Without weighing in on the specific's of Mitar's case, I think this is a
good suggestion. I created my first Wikipedia article in 2009, after I'd
been registered on the site for a few months but only had a few edits to
my name. My article was on a living musician/composer, and was,
rightfully I think, tagged for notability. It wasn't deleted though (I
did improve it with more sources), and that article is still up today.

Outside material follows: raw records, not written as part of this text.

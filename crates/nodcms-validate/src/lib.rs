//! # NodCMS Validation
//!
//! Field-validation engine for NodCMS forms: a registry of named rules, the
//! built-in rule catalogue, per-field error accumulation with localized
//! messages, and capability traits for the lookups some rules need
//! (persistence, session, existence lookups, reCaptcha).
//!
//! ## Example
//!
//! ```rust,ignore
//! use nodcms_validate::prelude::*;
//! use std::sync::Arc;
//!
//! let ctx = ValidationContext::builder(ValidationSettings::from_env()?)
//!     .data_access(my_db)
//!     .build();
//! let validator = Validator::new(Arc::new(RuleRegistry::builtin()), Arc::new(ctx));
//!
//! let mut session = validator.session([
//!     FieldSpec::new("email", "Email").rules_from("multiEmail|emailUnique")?,
//!     FieldSpec::new("range", "Price range").rules_from("numericRange[1,500]")?,
//! ])?;
//!
//! if !validator.validate(&mut session, &submission).await {
//!     let body = session.errors().to_api_error();
//! }
//! ```
//!
//! ## Error Format
//!
//! ```json
//! {
//!   "error": {
//!     "type": "validation_error",
//!     "message": "Validation failed",
//!     "fields": [
//!       {"field": "email", "rule": "emailUnique", "kind": "uniqueness", "message": "The Email field must be unique in the system."}
//!     ]
//!   }
//! }
//! ```

pub mod call;
pub mod config;
pub mod context;
pub mod engine;
pub mod error;
pub mod message;
pub mod registry;
pub mod rules;
pub mod session;


pub use call::RuleCall;
pub use config::{ConfigError, ValidationSettings};
pub use context::{
    CaptchaVerifier, DataAccess, ExistenceLookup, SessionStore, UniqueQuery, ValidationContext,
    ValidationContextBuilder, VerifyError,
};
pub use engine::Validator;
pub use error::{Failure, FailureKind, FieldError, RegistryError, ValidationErrors};
pub use message::{CatalogTranslator, IdentityTranslator, Translator};
pub use registry::{Arity, FieldContext, FieldRule, RuleRegistry, Submission};
pub use rules::{BuiltinRule, RuleKind, SiteVerifyClient, Verdict};
pub use session::{ExecutionMode, FieldSpec, ValidationSession};

/// Prelude module for validation
pub mod prelude {
    pub use crate::call::RuleCall;
    pub use crate::config::ValidationSettings;
    pub use crate::context::{
        CaptchaVerifier, DataAccess, ExistenceLookup, SessionStore, UniqueQuery,
        ValidationContext,
    };
    pub use crate::engine::Validator;
    pub use crate::error::{Failure, FailureKind, FieldError, RegistryError, ValidationErrors};
    pub use crate::message::Translator;
    pub use crate::registry::{Arity, FieldContext, FieldRule, RuleRegistry, Submission};
    pub use crate::rules::{BuiltinRule, RuleKind};
    pub use crate::session::{ExecutionMode, FieldSpec, ValidationSession};
    pub use async_trait::async_trait;
}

Regardless, it would have been good for me to get more experience by
improving other articles before creating one myself. Even now, seven
years later, I don't create many new articles, preferring to work on
existing ones. Whenever I do create a new article, I always work up a
solid version, with good sources, in my userspace first.
- Pax, aka Funcrunch
On 6/27/16 12:40 AM, Yaroslav M. Blanter wrote:
Or may be just to emphasize again David's point. Every new editor
starting an article about a living person or an existing organization
with a not-so-obvious notability is always suspected of promotional
(payed of fan-like) editing. Always. And promotional editing is always
a red tape.
As a new editor, do not start with articles which can be thought of as
promotional. Write about history, localities, natural history, improve
existing articles. Establish your name on the project. Become an
autopatrolled. Then it is much safer to go to the areas attractive for
This is not how it should be, but how it is. This is so far our only
response to promotional editing.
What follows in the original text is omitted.